The disposal of human waste is an important public health and environmental issue that requires effective and sustainable solutions. Pit latrines are a common form of sanitation in many areas of the world, but they have drawbacks that include costly and logistically difficult emptying when full, the potential for exposing sanitation workers to harmful pathogens during emptying, and unpleasant odours. In the past decade, the development and implementation of the Tiger Worm Toilets (TWTs) has been suggested as an innovative approach to address these issues (Furlong et al. 2014, 2015). TWTs are similar to pit latrines but use a worm-based ecosystem to break down human waste in situ.

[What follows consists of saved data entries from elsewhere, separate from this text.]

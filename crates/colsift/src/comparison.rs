//! Comparing a model's columns against a database's, table by table.

use crate::Result;
use crate::change::{Change, TableDiff};
use crate::database::{CompareContext, Database, ObjectKind};
use crate::diff::compare_column;
use crate::generator::GeneratorRegistry;
use colsift_schema::{Column, Dialect, DialectTypeResolver, TypeResolver};
use std::collections::HashSet;
use tracing::{debug, warn};

/// A comparison between two sources, typically a model and a database.
///
/// # Example
///
/// ```
/// use colsift::{Comparison, Database};
/// use colsift_schema::{Column, DataType, Dialect};
///
/// let comparison = Comparison::new(
///     Database::model("entities", Dialect::Postgres),
///     Database::live("app", Dialect::Postgres),
/// );
///
/// let model = vec![Column::new("id", DataType::new("int8")).not_null()];
/// let db = vec![Column::new("id", DataType::new("bigint")).not_null().at_position(1)];
///
/// let diff = comparison.compare_table("user", &model, &db).unwrap();
/// assert!(diff.is_empty());
/// ```
pub struct Comparison {
    reference: Database,
    compared: Database,
    registry: GeneratorRegistry,
    resolver: Box<dyn TypeResolver>,
}

impl Comparison {
    /// Compare `compared` against the desired state `reference`, with the
    /// default generators and the built-in type tables.
    pub fn new(reference: Database, compared: Database) -> Self {
        Self {
            reference,
            compared,
            registry: GeneratorRegistry::default(),
            resolver: Box::new(DialectTypeResolver),
        }
    }

    pub fn with_registry(mut self, registry: GeneratorRegistry) -> Self {
        self.registry = registry;
        self
    }

    pub fn with_resolver(mut self, resolver: impl TypeResolver + 'static) -> Self {
        self.resolver = Box::new(resolver);
        self
    }

    pub fn context(&self) -> CompareContext<'_> {
        CompareContext::new(&self.reference, &self.compared, self.resolver.as_ref())
    }

    /// The dialect generated SQL should target.
    pub fn target_dialect(&self) -> Dialect {
        self.context().database_dialect()
    }

    /// Changes needed to bring one compared column in line with its reference.
    pub fn compare_column(&self, reference: &Column, compared: &Column) -> Result<Vec<Change>> {
        let mut differences = compare_column(reference, compared);
        if differences.is_empty() {
            return Ok(Vec::new());
        }

        let Some(generator) = self.registry.select(ObjectKind::Column, &self.reference) else {
            warn!(column = %reference.name, "no generator registered for columns");
            return Ok(Vec::new());
        };

        debug!(
            column = %reference.name,
            generator = generator.name(),
            differences = differences.len(),
            "column differs"
        );
        generator.fix_changed(reference, compared, &mut differences, &self.context())
    }

    /// Diff the columns of one table.
    ///
    /// Columns are matched by name. Columns only in `reference` are added,
    /// columns only in `compared` are dropped, and columns in both go through
    /// [`Comparison::compare_column`].
    pub fn compare_table(
        &self,
        table: &str,
        reference: &[Column],
        compared: &[Column],
    ) -> Result<TableDiff> {
        let mut changes = Vec::new();

        let reference_names: HashSet<&str> = reference.iter().map(|c| c.name.as_str()).collect();
        let compared_names: HashSet<&str> = compared.iter().map(|c| c.name.as_str()).collect();

        // Columns to add
        for col in reference {
            if !compared_names.contains(col.name.as_str()) {
                changes.push(Change::AddColumn(col.clone()));
            }
        }

        // Columns to drop
        for col in compared {
            if !reference_names.contains(col.name.as_str()) {
                changes.push(Change::DropColumn(col.name.clone()));
            }
        }

        // Columns in both
        for reference_col in reference {
            if let Some(compared_col) = compared.iter().find(|c| c.name == reference_col.name) {
                changes.extend(self.compare_column(reference_col, compared_col)?);
            }
        }

        Ok(TableDiff {
            table: table.to_string(),
            changes,
        })
    }
}

impl std::fmt::Debug for Comparison {
    fn fmt(&self, f: &mut std::fmt::Formatter<'_>) -> std::fmt::Result {
        f.debug_struct("Comparison")
            .field("reference", &self.reference)
            .field("compared", &self.compared)
            .field("registry", &self.registry)
            .finish_non_exhaustive()
    }
}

TWTs comprise a biodigester tank containing Eisenia fetida worms residing in layers of organic bedding material, such as coconut husks or woodchips. Beneath the bedding layers, a sand and gravel drainage system ensures the aerobic conditions necessary for the worms to survive and function optimally (see Graphical Abstract). The worms consume faecal matter that enters the biodigester via a pipe or hole from the toilet, and produces a humus vermicompost and a liquid effluent. The vermicompost is a dry, odourless solid that accumulates within the digester, while the liquid effluent drains into the surrounding soil. Research has shown that TWTs remove over 98% of faecal coliforms over a 24-hour treatment period (Eastman et al. 2001), as well as the effective removal of chemical oxygen demand, thermotolerant coliforms, and total solids from the effluent (Furlong et al. 2016). Additionally, TWTs are efficient at reducing the solid fraction of the waste, resulting in a lower pit fill rate than traditional pit latrines (Eastman et al. 2001; Lalander et al. 2015). Hylton et al. (2022) estimated the fill rate of Tiger Toilets to be one-half to one-third the rate of a pit latrine of equivalent size and the number of users. The use of TWTs has already been proven to be a cost-effective and accepted technology for on-site sanitation in several countries, making it a promising alternative to traditional pit latrines (Hussaini 2013).

The objective of this paper is to present current information regarding the implementation of TWTs, based on a recent case study in Koinadugu, in the Northern Province of Sierra Leone, to guide professionals in the development of this technology and ensure its success as a viable sanitation solution in new settings.

The urban slums in the district of Koinadugu are characterized by their inadequate sanitation facilities, which face challenges posed by the high-water table and rocky terrain. This has resulted in the need for shallow pits that become full within a year, leading to the prohibitive cost of re-digging latrines, and ultimately, an increase in open defaecation. Hence, TWTs were a particularly attractive option here, as the biodigester could be designed to be only partially dug into the ground, while the worm bedding and the toilet pan could be raised over the maximum flooding height.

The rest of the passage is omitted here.